India’s economic adviser pushes shift to export-led growth

Indian temple flowers in Singapore’s Little India neighborhood; taken October 2018.Indian temple flowers in Singapore’s Little India neighborhood.

India’s newly re-elected Prime Minister Narendra Modi plans to boost private-sector exports during his second five-year term, as his government strives to reverse the recent economic slowdown.

“(Traditionally), the India story is about internal consumption,” Sanjeev Sanyal, the principal economic adviser to India’s Finance Ministry, told analysts and investors at the Nomura Investment Forum Asia 2019 Tuesday. “We are challenging that.”

Sanyal said India hadn’t yet really applied itself to the question of exports.

“Very often we tend to very quickly get diverted off into ‘oh, let’s revive auto sales for next quarter.’ We have the space to go further, after the big stuff now. We should do so,” he said.

Sanyal pointed to a completed, but not yet released report making a “very strong case” for pursuing export-oriented policies.

The report on trade and export competitiveness will be presented to India’s Commerce Ministry once the new government is sworn in Thursday, Sanyal said. Modi’s ruling Bharatiya Janata Party (BJP) won an absolute majority in elections that ran for nearly six weeks in April and May.

India is currently the world’s fastest-growing major economy, but growth is slowing. India’s gross domestic product clocked in at 6.6 percent growth in the three months to December, the slowest pace in five quarters.

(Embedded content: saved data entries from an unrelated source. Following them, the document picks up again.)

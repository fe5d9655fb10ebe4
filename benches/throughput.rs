//! Throughput Benchmark for ChronoKV
//!
//! This benchmark measures the performance of the store under various
//! workloads, including the two reclamation passes.

use bytes::Bytes;
use chronokv::storage::{Store, Ttl, TtlPolicy};
use criterion::{black_box, criterion_group, criterion_main, BatchSize, Criterion, Throughput};
use std::sync::Arc;
use std::time::{Duration, SystemTime};

fn populated(n: u64, ttl: Ttl) -> Store<Bytes, Bytes> {
    let store = Store::new();
    for i in 0..n {
        store.insert(
            Bytes::from(format!("key:{}", i)),
            Bytes::from(format!("value:{}", i)),
            ttl,
        );
    }
    store
}

/// Benchmark insert and update operations
fn bench_write(c: &mut Criterion) {
    let store = Store::new();

    let mut group = c.benchmark_group("write");
    group.throughput(Throughput::Elements(1));

    group.bench_function("insert", |b| {
        let mut i = 0u64;
        b.iter(|| {
            let key = Bytes::from(format!("key:{}", i));
            store.insert(key, Bytes::from("small_value"), Ttl::Never);
            i += 1;
        });
    });

    group.bench_function("insert_with_ttl", |b| {
        let mut i = 0u64;
        b.iter(|| {
            let key = Bytes::from(format!("ttl:{}", i));
            store.insert(key, Bytes::from("small_value"), Ttl::After(Duration::from_secs(60)));
            i += 1;
        });
    });

    let hot = populated(10_000, Ttl::Never);
    group.bench_function("update", |b| {
        let mut i = 0u64;
        b.iter(|| {
            let key = Bytes::from(format!("key:{}", i % 10_000));
            hot.update(&key, Bytes::from("updated"), TtlPolicy::KeepExisting);
            i += 1;
        });
    });

    group.finish();
}

/// Benchmark point and range reads
fn bench_read(c: &mut Criterion) {
    let store = populated(100_000, Ttl::Never);

    let mut group = c.benchmark_group("read");

    group.throughput(Throughput::Elements(1));
    group.bench_function("get_existing", |b| {
        let mut i = 0u64;
        b.iter(|| {
            let key = Bytes::from(format!("key:{}", i % 100_000));
            black_box(store.get(&key));
            i += 1;
        });
    });

    group.bench_function("get_missing", |b| {
        let mut i = 0u64;
        b.iter(|| {
            let key = Bytes::from(format!("missing:{}", i));
            black_box(store.get(&key));
            i += 1;
        });
    });

    group.bench_function("get_by_order_10", |b| {
        b.iter(|| black_box(store.get_by_order(10, false)));
    });

    let start = SystemTime::UNIX_EPOCH;
    group.bench_function("get_by_time_range_all", |b| {
        b.iter(|| black_box(store.get_by_time_range(start, SystemTime::now(), true)));
    });

    group.finish();
}

/// Benchmark the reclamation passes on a store full of expired records
fn bench_reclaim(c: &mut Criterion) {
    let mut group = c.benchmark_group("reclaim");
    group.throughput(Throughput::Elements(10_000));

    group.bench_function("trim_expired", |b| {
        b.iter_batched(
            || populated(10_000, Ttl::At(SystemTime::UNIX_EPOCH)),
            |store| black_box(store.trim_expired()),
            BatchSize::LargeInput,
        );
    });

    group.bench_function("full_sweep", |b| {
        b.iter_batched(
            || {
                let store = populated(10_000, Ttl::Never);
                for i in (0..10_000).step_by(2) {
                    store.erase_by_key(&Bytes::from(format!("key:{}", i)));
                }
                store
            },
            |store| black_box(store.full_sweep()),
            BatchSize::LargeInput,
        );
    });

    group.finish();
}

/// Benchmark concurrent access from several threads
fn bench_concurrent(c: &mut Criterion) {
    let store = Arc::new(populated(10_000, Ttl::Never));

    let mut group = c.benchmark_group("concurrent");
    group.throughput(Throughput::Elements(4 * 1_000));

    group.bench_function("mixed_4_threads", |b| {
        b.iter(|| {
            std::thread::scope(|s| {
                for t in 0..4u64 {
                    let store = &store;
                    s.spawn(move || {
                        for i in 0..1_000u64 {
                            let key = Bytes::from(format!("key:{}", (t * 1_000 + i) % 10_000));
                            if i % 4 == 0 {
                                store.update(&key, Bytes::from("v"), TtlPolicy::KeepExisting);
                            } else {
                                black_box(store.get(&key));
                            }
                        }
                    });
                }
            });
        });
    });

    group.finish();
}

criterion_group!(benches, bench_write, bench_read, bench_reclaim, bench_concurrent);
criterion_main!(benches);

The government will release an estimate for the January-to-March period, the fourth quarter of its fiscal year, Friday. Unemployment is also a concern, with the jobless rate reportedly running at 6.1 percent, a 45-year high. The government has disavowed the figure.

Pending release of the GDP report, Sanyal didn’t confirm specific details on the Modi government plans to promote exports, but he did provide a few hints.

He noted “credit to the export sector has crashed” and needs to be revived. In addition, Indian exporters cannot currently purchase worldwide insurance to protect against global recalls or other incidents. Sanyal also pointed to India’s defense industry, where there may already be sufficient scale to create supply chains.

The economic adviser also saw opportunity in the U.S.-China trade tensions, as companies reexamine their supply chains.

“Our share of global exports is so small. We should grow that, and rather than seeing global disruption as a negative, the fact that global supply chains are being disrupted should be seen as an opportunity,” he said.

Sanyal, who has a reputation for being one of Asia’s leading economists, argued Modi successfully addressed major inter-city infrastructure issues during his first term, and can now focus on “soft” infrastructure, such as trade and the legal system, which he also highlighted as a priority.

“Enforcement of contracts is now the single biggest binding constraint (for businesses),” he said. “It’s imminently fixable. It’s well within the realm of what can be done.”

Sanyal also had a word of warning for companies traditionally relying on patronage or government bailouts.

“For once and for all, it’s been demonstrated that this business of taking large amounts of loans, and not really wanting to repay it, that game is over,” Sanyal said, pointing to the Insolvency and Bankruptcy Code (IBC), which was passed three years ago.

“Every time things go off a little bit, you expect government intervention. We want to ween people away from that. We remain ready to do whatever is necessary, but to the extent we can, we will watch rather than intervene . . . (otherwise) the government balance sheet is eternally providing a backstop to bad behavior,” he said.